» TASK STATEMENT: Nothing in the data may be altered; copy it all exactly.

───

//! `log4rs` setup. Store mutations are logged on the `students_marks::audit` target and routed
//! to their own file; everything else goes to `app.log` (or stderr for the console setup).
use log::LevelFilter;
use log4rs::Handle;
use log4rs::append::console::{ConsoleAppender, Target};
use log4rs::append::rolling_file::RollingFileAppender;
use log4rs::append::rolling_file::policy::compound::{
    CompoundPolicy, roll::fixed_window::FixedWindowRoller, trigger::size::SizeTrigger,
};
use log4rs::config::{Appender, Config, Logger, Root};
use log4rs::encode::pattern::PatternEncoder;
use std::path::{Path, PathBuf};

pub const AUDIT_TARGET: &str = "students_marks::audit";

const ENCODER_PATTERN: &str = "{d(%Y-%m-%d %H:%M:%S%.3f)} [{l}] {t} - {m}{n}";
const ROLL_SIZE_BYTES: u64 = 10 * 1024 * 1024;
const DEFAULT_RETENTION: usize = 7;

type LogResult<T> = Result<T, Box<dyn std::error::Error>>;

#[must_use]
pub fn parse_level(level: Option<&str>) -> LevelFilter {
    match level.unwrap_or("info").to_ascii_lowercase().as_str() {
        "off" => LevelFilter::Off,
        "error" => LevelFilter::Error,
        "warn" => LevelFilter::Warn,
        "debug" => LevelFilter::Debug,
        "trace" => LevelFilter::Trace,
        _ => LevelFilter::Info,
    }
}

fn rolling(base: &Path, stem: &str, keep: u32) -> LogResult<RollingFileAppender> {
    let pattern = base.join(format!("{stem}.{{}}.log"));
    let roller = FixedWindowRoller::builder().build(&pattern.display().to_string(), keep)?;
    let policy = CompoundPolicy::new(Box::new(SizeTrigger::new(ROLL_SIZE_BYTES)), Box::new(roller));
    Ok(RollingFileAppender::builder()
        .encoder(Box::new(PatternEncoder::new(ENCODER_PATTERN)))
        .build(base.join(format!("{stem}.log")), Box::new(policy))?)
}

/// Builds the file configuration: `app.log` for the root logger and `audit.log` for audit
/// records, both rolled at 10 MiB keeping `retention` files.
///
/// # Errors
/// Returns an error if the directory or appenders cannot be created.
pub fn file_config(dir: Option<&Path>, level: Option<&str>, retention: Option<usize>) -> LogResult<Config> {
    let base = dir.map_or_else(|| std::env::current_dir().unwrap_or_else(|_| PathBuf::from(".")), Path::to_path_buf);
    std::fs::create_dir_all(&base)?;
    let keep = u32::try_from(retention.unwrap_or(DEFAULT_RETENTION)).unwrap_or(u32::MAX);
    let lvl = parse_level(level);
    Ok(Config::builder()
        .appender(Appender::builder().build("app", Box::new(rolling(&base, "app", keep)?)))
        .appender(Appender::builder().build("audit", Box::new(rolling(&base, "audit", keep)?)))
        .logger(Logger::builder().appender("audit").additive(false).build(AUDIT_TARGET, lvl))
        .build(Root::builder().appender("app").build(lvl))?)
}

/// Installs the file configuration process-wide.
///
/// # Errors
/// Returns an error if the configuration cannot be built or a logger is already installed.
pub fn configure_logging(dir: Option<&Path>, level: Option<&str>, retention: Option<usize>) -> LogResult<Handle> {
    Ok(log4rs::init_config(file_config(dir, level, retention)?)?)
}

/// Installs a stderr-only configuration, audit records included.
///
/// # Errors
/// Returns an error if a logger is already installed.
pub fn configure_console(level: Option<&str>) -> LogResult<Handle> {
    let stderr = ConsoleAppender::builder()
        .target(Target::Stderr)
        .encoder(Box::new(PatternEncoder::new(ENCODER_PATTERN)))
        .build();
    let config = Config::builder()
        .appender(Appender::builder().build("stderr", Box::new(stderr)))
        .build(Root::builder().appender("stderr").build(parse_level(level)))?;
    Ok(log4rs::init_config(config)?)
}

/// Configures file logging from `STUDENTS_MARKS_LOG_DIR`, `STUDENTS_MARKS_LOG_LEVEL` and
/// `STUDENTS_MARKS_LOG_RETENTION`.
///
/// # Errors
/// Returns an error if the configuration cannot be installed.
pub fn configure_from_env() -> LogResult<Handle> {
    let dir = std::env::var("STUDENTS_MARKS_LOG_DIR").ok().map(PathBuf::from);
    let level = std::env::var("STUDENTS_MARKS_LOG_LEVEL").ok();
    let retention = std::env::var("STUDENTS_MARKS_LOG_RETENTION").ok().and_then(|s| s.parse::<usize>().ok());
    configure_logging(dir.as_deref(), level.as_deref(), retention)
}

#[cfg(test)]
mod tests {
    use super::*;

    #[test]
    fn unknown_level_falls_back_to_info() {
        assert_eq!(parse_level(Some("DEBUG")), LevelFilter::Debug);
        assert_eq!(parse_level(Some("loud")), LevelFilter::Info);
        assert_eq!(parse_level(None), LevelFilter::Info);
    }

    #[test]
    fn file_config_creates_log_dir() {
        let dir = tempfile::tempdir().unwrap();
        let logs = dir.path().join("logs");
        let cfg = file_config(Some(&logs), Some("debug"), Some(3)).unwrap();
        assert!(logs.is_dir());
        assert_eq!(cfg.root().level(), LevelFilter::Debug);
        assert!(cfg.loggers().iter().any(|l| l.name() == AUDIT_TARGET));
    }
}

───

» OUTPUT FOR THIS EXERCISE:
//! `log4rs` setup. Store mutations are logged on the `students_marks::audit` target and routed
//! to their own file; everything else goes to `app.log` (or stderr for the console setup).
use log::LevelFilter;
use log4rs::Handle;
use log4rs::append::console::{ConsoleAppender, Target};
use log4rs::append::rolling_file::RollingFileAppender;
use log4rs::append::rolling_file::policy::compound::{
    CompoundPolicy, roll::fixed_window::FixedWindowRoller, trigger::size::SizeTrigger,
};
use log4rs::config::{Appender, Config, Logger, Root};
use log4rs::encode::pattern::PatternEncoder;
use std::path::{Path, PathBuf};

pub const AUDIT_TARGET: &str = "students_marks::audit";

const ENCODER_PATTERN: &str = "{d(%Y-%m-%d %H:%M:%S%.3f)} [{l}] {t} - {m}{n}";
const ROLL_SIZE_BYTES: u64 = 10 * 1024 * 1024;
const DEFAULT_RETENTION: usize = 7;

type LogResult<T> = Result<T, Box<dyn std::error::Error>>;

#[must_use]
pub fn parse_level(level: Option<&str>) -> LevelFilter {
    match level.unwrap_or("info").to_ascii_lowercase().as_str() {
        "off" => LevelFilter::Off,
        "error" => LevelFilter::Error,
        "warn" => LevelFilter::Warn,
        "debug" => LevelFilter::Debug,
        "trace" => LevelFilter::Trace,
        _ => LevelFilter::Info,
    }
}

fn rolling(base: &Path, stem: &str, keep: u32) -> LogResult<RollingFileAppender> {
    let pattern = base.join(format!("{stem}.{{}}.log"));
    let roller = FixedWindowRoller::builder().build(&pattern.display().to_string(), keep)?;
    let policy = CompoundPolicy::new(Box::new(SizeTrigger::new(ROLL_SIZE_BYTES)), Box::new(roller));
    Ok(RollingFileAppender::builder()
        .encoder(Box::new(PatternEncoder::new(ENCODER_PATTERN)))
        .build(base.join(format!("{stem}.log")), Box::new(policy))?)
}

/// Builds the file configuration: `app.log` for the root logger and `audit.log` for audit
/// records, both rolled at 10 MiB keeping `retention` files.
///
/// # Errors
/// Returns an error if the directory or appenders cannot be created.
pub fn file_config(dir: Option<&Path>, level: Option<&str>, retention: Option<usize>) -> LogResult<Config> {
    let base = dir.map_or_else(|| std::env::current_dir().unwrap_or_else(|_| PathBuf::from(".")), Path::to_path_buf);
    std::fs::create_dir_all(&base)?;
    let keep = u32::try_from(retention.unwrap_or(DEFAULT_RETENTION)).unwrap_or(u32::MAX);
    let lvl = parse_level(level);
    Ok(Config::builder()
        .appender(Appender::builder().build("app", Box::new(rolling(&base, "app", keep)?)))
        .appender(Appender::builder().build("audit", Box::new(rolling(&base, "audit", keep)?)))
        .logger(Logger::builder().appender("audit").additive(false).build(AUDIT_TARGET, lvl))
        .build(Root::builder().appender("app").build(lvl))?)
}

/// Installs the file configuration process-wide.
///
/// # Errors
/// Returns an error if the configuration cannot be built or a logger is already installed.
pub fn configure_logging(dir: Option<&Path>, level: Option<&str>, retention: Option<usize>) -> LogResult<Handle> {
    Ok(log4rs::init_config(file_config(dir, level, retention)?)?)
}

/// Installs a stderr-only configuration, audit records included.
///
/// # Errors
/// Returns an error if a logger is already installed.
pub fn configure_console(level: Option<&str>) -> LogResult<Handle> {
    let stderr = ConsoleAppender::builder()
        .target(Target::Stderr)
        .encoder(Box::new(PatternEncoder::new(ENCODER_PATTERN)))
        .build();
    let config = Config::builder()
        .appender(Appender::builder().build("stderr", Box::new(stderr)))
        .build(Root::builder().appender("stderr").build(parse_level(level)))?;
    Ok(log4rs::init_config(config)?)
}

/// Configures file logging from `STUDENTS_MARKS_LOG_DIR`, `STUDENTS_MARKS_LOG_LEVEL` and
/// `STUDENTS_MARKS_LOG_RETENTION`.
///
/// # Errors
/// Returns an error if the configuration cannot be installed.
pub fn configure_from_env() -> LogResult<Handle> {
    let dir = std::env::var("STUDENTS_MARKS_LOG_DIR").ok().map(PathBuf::from);
    let level = std::env::var("STUDENTS_MARKS_LOG_LEVEL").ok();
    let retention = std::env::var("STUDENTS_MARKS_LOG_RETENTION").ok().and_then(|s| s.parse::<usize>().ok());
    configure_logging(dir.as_deref(), level.as_deref(), retention)
}

#[cfg(test)]
mod tests {
    use super::*;

    #[test]
    fn unknown_level_falls_back_to_info() {
        assert_eq!(parse_level(Some("DEBUG")), LevelFilter::Debug);
        assert_eq!(parse_level(Some("loud")), LevelFilter::Info);
        assert_eq!(parse_level(None), LevelFilter::Info);
    }

    #[test]
    fn file_config_creates_log_dir() {
        let dir = tempfile::tempdir().unwrap();
        let logs = dir.path().join("logs");
        let cfg = file_config(Some(&logs), Some("debug"), Some(3)).unwrap();
        assert!(logs.is_dir());
        assert_eq!(cfg.root().level(), LevelFilter::Debug);
        assert!(cfg.loggers().iter().any(|l| l.name() == AUDIT_TARGET));
    }
}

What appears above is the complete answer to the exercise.